START Task inputs
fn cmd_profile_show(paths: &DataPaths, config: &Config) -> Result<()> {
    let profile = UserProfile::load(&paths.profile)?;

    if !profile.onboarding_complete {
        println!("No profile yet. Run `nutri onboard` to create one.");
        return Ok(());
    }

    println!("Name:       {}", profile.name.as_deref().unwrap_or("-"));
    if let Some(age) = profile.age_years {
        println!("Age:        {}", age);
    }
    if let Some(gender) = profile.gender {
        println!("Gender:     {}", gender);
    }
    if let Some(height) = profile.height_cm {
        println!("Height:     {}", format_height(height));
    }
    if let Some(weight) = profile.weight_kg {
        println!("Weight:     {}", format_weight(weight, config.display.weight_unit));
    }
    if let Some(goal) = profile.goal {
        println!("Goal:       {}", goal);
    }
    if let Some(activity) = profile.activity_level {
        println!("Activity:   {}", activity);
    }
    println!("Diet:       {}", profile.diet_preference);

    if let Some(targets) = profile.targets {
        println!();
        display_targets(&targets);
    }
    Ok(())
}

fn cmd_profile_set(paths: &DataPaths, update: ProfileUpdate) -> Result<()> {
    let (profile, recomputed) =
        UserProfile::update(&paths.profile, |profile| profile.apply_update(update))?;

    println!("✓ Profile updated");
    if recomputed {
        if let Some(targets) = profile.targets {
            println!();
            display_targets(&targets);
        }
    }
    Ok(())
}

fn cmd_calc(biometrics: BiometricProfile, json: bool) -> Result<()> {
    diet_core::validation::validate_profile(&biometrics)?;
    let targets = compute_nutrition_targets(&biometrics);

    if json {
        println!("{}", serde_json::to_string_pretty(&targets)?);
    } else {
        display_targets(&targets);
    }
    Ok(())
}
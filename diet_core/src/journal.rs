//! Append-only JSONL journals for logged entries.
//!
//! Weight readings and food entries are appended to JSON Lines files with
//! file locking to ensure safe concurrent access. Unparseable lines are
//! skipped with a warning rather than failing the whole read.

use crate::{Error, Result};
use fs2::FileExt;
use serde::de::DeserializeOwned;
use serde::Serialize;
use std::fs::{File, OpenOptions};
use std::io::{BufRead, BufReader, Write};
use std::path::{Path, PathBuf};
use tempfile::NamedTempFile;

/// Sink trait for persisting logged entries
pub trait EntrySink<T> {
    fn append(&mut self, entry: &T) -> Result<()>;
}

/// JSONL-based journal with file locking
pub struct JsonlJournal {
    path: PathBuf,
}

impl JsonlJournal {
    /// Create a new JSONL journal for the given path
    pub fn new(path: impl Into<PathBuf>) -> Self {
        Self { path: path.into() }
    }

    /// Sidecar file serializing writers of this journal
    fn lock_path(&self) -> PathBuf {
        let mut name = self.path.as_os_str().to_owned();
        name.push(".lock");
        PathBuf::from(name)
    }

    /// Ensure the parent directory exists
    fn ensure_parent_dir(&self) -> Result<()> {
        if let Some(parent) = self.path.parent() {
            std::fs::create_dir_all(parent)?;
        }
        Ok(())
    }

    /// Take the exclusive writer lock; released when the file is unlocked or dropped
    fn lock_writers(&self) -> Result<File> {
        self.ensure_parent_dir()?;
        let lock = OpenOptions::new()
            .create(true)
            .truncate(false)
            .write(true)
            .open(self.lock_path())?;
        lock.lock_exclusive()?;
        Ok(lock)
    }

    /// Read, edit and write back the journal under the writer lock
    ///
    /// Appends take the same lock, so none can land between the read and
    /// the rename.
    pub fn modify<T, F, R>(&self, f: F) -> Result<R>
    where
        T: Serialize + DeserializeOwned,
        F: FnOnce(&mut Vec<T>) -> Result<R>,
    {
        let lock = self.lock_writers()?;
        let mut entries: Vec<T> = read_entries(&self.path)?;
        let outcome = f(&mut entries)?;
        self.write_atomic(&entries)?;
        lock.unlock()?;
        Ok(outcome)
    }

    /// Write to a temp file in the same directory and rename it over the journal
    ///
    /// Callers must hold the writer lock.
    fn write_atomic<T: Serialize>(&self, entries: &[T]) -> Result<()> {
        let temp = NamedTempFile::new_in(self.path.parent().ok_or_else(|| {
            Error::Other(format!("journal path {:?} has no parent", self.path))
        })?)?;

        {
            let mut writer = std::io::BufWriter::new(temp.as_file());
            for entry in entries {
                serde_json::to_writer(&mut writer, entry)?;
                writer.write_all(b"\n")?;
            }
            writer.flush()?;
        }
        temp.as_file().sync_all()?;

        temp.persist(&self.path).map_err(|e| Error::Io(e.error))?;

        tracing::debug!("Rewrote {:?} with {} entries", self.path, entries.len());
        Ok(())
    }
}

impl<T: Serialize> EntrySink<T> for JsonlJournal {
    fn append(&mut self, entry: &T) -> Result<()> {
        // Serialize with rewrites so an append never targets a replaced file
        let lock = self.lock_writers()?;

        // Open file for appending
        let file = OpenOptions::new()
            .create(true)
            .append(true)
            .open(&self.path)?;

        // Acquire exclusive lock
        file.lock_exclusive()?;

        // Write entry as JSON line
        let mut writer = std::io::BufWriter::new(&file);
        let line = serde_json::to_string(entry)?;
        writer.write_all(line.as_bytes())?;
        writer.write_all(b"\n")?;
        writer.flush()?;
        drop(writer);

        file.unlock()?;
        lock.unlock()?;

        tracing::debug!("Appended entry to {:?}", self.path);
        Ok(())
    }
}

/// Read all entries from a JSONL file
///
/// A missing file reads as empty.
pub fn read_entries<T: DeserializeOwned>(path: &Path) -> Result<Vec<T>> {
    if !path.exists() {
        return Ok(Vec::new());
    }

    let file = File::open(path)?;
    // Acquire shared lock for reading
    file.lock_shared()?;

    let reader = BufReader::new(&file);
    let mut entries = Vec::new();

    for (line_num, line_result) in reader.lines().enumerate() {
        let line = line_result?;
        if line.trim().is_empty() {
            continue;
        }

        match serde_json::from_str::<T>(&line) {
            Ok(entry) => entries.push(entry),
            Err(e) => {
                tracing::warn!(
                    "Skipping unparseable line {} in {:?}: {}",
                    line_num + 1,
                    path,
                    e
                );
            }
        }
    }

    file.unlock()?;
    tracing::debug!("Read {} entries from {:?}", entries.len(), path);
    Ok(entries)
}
END Task inputs
START Task inputs
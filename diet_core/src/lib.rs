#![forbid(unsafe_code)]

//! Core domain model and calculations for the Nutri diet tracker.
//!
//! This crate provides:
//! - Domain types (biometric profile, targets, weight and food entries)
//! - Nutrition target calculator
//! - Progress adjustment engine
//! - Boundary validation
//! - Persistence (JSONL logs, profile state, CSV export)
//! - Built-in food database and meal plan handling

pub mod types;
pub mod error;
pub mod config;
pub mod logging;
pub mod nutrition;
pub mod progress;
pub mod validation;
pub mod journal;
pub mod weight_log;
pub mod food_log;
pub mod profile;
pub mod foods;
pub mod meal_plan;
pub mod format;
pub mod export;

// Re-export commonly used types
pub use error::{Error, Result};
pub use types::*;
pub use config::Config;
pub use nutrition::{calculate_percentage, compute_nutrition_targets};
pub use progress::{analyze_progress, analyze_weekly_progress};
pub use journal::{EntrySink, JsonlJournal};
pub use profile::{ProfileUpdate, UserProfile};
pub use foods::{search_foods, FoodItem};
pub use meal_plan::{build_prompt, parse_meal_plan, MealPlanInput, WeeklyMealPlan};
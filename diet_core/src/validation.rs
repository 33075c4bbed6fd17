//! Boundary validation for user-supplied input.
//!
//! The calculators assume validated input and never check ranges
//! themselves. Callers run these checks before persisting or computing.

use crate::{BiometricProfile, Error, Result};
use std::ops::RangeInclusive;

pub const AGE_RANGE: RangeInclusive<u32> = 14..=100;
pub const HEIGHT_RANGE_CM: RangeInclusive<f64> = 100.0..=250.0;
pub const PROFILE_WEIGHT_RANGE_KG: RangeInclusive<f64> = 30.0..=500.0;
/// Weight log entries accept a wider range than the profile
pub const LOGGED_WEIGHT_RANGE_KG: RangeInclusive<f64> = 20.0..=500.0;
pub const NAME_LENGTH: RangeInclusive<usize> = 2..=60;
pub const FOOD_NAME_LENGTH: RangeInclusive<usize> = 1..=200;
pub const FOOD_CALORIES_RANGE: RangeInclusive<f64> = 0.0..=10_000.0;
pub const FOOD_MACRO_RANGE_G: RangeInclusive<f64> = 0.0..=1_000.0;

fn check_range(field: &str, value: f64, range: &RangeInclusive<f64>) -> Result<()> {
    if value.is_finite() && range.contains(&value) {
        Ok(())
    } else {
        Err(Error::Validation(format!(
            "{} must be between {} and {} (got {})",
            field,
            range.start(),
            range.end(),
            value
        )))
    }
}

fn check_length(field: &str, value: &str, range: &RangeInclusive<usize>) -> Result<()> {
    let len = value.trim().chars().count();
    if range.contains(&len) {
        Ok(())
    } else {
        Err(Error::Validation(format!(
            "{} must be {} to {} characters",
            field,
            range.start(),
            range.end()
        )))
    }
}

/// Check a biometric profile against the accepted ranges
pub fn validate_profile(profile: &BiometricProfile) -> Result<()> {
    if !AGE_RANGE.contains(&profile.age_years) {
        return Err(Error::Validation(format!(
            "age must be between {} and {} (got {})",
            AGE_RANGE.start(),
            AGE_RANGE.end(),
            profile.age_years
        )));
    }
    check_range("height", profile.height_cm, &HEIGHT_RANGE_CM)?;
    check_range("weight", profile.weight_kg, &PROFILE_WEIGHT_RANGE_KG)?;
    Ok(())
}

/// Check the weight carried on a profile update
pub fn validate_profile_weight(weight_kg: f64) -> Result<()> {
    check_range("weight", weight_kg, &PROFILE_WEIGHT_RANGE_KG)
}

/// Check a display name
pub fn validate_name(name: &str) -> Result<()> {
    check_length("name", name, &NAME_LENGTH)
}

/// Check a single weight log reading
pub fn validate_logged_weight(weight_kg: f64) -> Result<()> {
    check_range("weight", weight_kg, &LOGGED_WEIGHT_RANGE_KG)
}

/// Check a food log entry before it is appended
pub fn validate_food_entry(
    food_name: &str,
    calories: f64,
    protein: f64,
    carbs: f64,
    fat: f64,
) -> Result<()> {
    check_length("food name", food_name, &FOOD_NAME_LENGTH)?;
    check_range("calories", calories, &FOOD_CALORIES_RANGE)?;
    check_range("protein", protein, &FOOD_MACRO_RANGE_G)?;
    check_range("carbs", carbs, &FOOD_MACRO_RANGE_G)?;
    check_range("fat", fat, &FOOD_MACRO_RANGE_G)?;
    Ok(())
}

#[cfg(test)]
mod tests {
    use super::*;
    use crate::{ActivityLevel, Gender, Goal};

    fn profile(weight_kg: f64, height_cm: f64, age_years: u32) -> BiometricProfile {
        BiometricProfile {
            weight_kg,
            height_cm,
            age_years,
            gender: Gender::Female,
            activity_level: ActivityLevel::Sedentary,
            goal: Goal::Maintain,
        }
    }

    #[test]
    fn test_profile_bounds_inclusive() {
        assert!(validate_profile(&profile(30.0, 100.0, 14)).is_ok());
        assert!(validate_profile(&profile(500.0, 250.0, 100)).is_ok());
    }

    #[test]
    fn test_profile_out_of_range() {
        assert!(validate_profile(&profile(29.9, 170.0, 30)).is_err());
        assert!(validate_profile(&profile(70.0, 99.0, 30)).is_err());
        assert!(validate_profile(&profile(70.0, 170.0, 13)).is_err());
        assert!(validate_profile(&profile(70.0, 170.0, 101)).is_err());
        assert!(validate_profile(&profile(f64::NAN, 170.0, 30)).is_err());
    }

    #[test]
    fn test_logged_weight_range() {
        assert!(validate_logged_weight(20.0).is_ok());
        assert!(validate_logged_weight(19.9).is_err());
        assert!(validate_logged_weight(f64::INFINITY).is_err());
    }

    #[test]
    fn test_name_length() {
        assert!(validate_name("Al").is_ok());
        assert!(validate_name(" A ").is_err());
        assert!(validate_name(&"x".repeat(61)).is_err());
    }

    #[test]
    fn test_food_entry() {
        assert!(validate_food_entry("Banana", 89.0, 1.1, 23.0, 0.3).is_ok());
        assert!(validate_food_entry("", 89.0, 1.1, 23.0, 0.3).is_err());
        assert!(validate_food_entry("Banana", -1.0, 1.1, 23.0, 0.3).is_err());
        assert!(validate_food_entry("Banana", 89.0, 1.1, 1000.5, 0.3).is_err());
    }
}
END Task inputs
[Exercise] Line count for the string "field": tally the lines of the records above that contain it and give only the result.

[Problem solution] 4